Sociedade | 16-02-2020 10:00

Projecto da nova Casa do Benfica em Santarém preso por detalhes

Projecto da nova Casa do Benfica em Santarém preso por detalhes

Delegado de saúde impôs alguns acertos na zona de restauração que estão a ser tratados pelo clube.

O projecto para a criação de uma Casa do Benfica de última geração na zona onde se encontram as cafetarias devolutas do Jardim da Liberdade, em Santarém, teve que sofrer algumas alterações de pormenor na parte do restaurante por imposição do delegado de saúde do concelho. Esse é o passo que falta para que a Câmara de Santarém, dona do espaço, e o SL Benfica possam assinar o contrato de comodato que prevê a cedência gratuita desse património municipal pelo prazo de 30 anos.

A proposta de protocolo a estabelecer entre as partes já foi remetida pelo município ao SL Benfica, para o clube analisar o articulado. Assim que houver concordância e que estejam ultrapassadas as questões levantadas pela autoridade de saúde, a proposta de protocolo será submetida à apreciação do executivo camarário. Essas informações foram prestadas pelo presidente da Câmara de Santarém, Ricardo Gonçalves (PSD), na reunião do executivo de 3 de Fevereiro, em resposta a questões colocadas pela vereadora Sofia Martinho (PS).

Na ocasião, Ricardo Gonçalves voltou a lamentar que algumas pessoas de Santarém “tenham feito tudo para travar o processo”, solicitando reuniões a diversas entidades entre elas a Direcção-Geral do Património Cultural (DGPC), que acabou entretanto por dar parecer positivo ao projecto.

Cidadãos contestam localização

Em Março de 2019 a Associação Mais Santarém – Intervenção Cívica (AMSIC) manifestou-se publicamente contra a intenção do município em ceder as cafetarias devolutas do Jardim da Liberdade, alegando que a cedência desses edifícios é “atentatória dos interesses da cidade e dos munícipes”. Entre os argumentos da associação, refere-se que o projecto visa ocupar um espaço dos mais nobres e centrais da cidade, que “não pode ser cedido a um clube nacional e respectivo emblema”.

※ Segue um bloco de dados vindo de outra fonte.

//! Durable KV store: survives a process restart.
//!
//! Backs `connectorAvailability{c}` and the operator's last-used `wsUrl`,
//! `cpId`, `tagId` settings (spec §3, §6). Persisted as a flat TOML document
//! next to the charge point config file, following the same
//! `toml` + `dirs-next` pattern the config loader uses.

use std::collections::BTreeMap;
use std::path::{Path, PathBuf};
use std::sync::RwLock;

use serde::{Deserialize, Serialize};
use tracing::warn;

use super::KvStore;

#[derive(Debug, Default, Serialize, Deserialize)]
struct Document {
    #[serde(flatten)]
    entries: BTreeMap<String, String>,
}

pub struct DurableStore {
    path: PathBuf,
    doc: RwLock<Document>,
}

impl DurableStore {
    /// Load the durable store from `path`, creating an empty one if the
    /// file does not exist yet.
    pub fn load(path: impl Into<PathBuf>) -> Self {
        let path = path.into();
        let doc = match std::fs::read_to_string(&path) {
            Ok(text) => toml::from_str(&text).unwrap_or_default(),
            Err(_) => Document::default(),
        };
        Self {
            path,
            doc: RwLock::new(doc),
        }
    }

    /// Default location: `~/.config/ocpp-charge-point/durable.toml`.
    pub fn default_path() -> PathBuf {
        dirs_next::config_dir()
            .unwrap_or_else(|| PathBuf::from("."))
            .join("ocpp-charge-point")
            .join("durable.toml")
    }

    pub fn open_default() -> Self {
        Self::load(Self::default_path())
    }

    fn persist(&self, doc: &Document) {
        if let Some(parent) = Path::new(&self.path).parent() {
            let _ = std::fs::create_dir_all(parent);
        }
        match toml::to_string_pretty(doc) {
            Ok(text) => {
                if let Err(e) = std::fs::write(&self.path, text) {
                    warn!(error = %e, path = %self.path.display(), "failed to persist durable store");
                }
            }
            Err(e) => warn!(error = %e, "failed to serialize durable store"),
        }
    }
}

impl KvStore for DurableStore {
    fn get(&self, key: &str, default: &str) -> String {
        self.doc
            .read()
            .unwrap()
            .entries
            .get(key)
            .cloned()
            .unwrap_or_else(|| default.to_string())
    }

    fn put(&self, key: &str, value: String) {
        let mut doc = self.doc.write().unwrap();
        doc.entries.insert(key.to_string(), value);
        self.persist(&doc);
    }
}

#[cfg(test)]
mod tests {
    use super::*;

    #[test]
    fn roundtrips_through_disk() {
        let dir = std::env::temp_dir().join(format!("ocpp-durable-test-{}", uuid::Uuid::new_v4()));
        let path = dir.join("durable.toml");

        let store = DurableStore::load(&path);
        store.put("conn_availability0", "Inoperative".to_string());

        let reloaded = DurableStore::load(&path);
        assert_eq!(reloaded.get("conn_availability0", "Operative"), "Inoperative");

        let _ = std::fs::remove_dir_all(&dir);
    }

    #[test]
    fn missing_file_yields_defaults() {
        let store = DurableStore::load("/nonexistent/path/durable.toml");
        assert_eq!(store.get("conn_availability0", "Operative"), "Operative");
    }
}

A contestação continuou em finais de Maio de 2019 quando 32 pessoas lançaram um manifesto em que apelavam ao presidente da Câmara de Santarém que repensasse a sua posição e que procurasse um destino mais abrangente para aqueles espaços. O documento não contestava o projecto em si mas a sua localização, por se tratar de um espaço nobre da cidade que, na óptica dos subscritores, não deve ser usado para “fins clubísticos que possam dividir e condicionar a sua frequência a parte da população do concelho”.

Entre os 32 subscritores do documento estavam o vereador e ex-presidente da câmara Rui Barreiro, os ex-vereadores Pedro Canavarro, Carlos Rodrigues, Celso Braz, Dúnia Palma, Jaime Carvalho e José Marcelino, a ex-presidente do Politécnico de Santarém, Maria de Lurdes Asseiro, o empresário José Manuel Roque e os historiadores Maria Emília Vaz Pacheco e Jorge Custódio.